**REQUIRED ACTION**
If a line in the entries below holds the string "ListArgs", copy it.
START EXERCISE MATERIAL
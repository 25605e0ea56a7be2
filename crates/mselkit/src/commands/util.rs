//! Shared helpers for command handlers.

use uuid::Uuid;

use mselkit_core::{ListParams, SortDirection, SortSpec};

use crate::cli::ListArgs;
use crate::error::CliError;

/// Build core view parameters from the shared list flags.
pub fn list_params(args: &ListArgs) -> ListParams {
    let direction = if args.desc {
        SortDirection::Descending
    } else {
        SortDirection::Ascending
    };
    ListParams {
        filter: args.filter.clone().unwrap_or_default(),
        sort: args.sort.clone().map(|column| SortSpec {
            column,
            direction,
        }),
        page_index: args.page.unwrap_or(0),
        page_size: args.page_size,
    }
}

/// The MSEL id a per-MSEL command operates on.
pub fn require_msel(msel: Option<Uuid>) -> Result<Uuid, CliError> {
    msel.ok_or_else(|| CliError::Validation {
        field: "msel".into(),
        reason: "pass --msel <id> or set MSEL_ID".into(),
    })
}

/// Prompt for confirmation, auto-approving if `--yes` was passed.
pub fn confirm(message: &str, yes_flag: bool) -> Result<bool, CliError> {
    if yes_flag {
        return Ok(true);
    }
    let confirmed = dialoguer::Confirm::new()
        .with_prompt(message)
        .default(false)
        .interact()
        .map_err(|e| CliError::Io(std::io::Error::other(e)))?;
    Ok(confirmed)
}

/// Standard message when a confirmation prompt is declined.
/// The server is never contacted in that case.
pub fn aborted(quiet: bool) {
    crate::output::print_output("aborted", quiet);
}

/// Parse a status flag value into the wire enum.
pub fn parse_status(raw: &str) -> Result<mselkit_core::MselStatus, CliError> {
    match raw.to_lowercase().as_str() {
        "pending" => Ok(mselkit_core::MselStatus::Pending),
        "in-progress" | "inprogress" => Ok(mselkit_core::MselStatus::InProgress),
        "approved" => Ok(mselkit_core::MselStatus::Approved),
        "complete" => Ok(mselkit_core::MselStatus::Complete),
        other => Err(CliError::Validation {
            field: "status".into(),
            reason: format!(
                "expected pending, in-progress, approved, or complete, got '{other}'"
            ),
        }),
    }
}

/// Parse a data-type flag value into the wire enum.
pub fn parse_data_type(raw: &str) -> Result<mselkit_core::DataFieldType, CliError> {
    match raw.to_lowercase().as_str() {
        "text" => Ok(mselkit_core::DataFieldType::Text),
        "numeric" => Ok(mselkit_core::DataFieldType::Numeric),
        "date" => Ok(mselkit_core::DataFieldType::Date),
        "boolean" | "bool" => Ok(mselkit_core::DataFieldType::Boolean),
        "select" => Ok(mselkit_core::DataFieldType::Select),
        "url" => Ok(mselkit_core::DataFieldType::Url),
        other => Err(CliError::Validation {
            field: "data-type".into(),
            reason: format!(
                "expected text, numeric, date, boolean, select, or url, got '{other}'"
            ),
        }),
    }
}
END EXERCISE MATERIAL
**RESULT FOR THIS EXERCISE**
use crate::cli::ListArgs;
pub fn list_params(args: &ListArgs) -> ListParams {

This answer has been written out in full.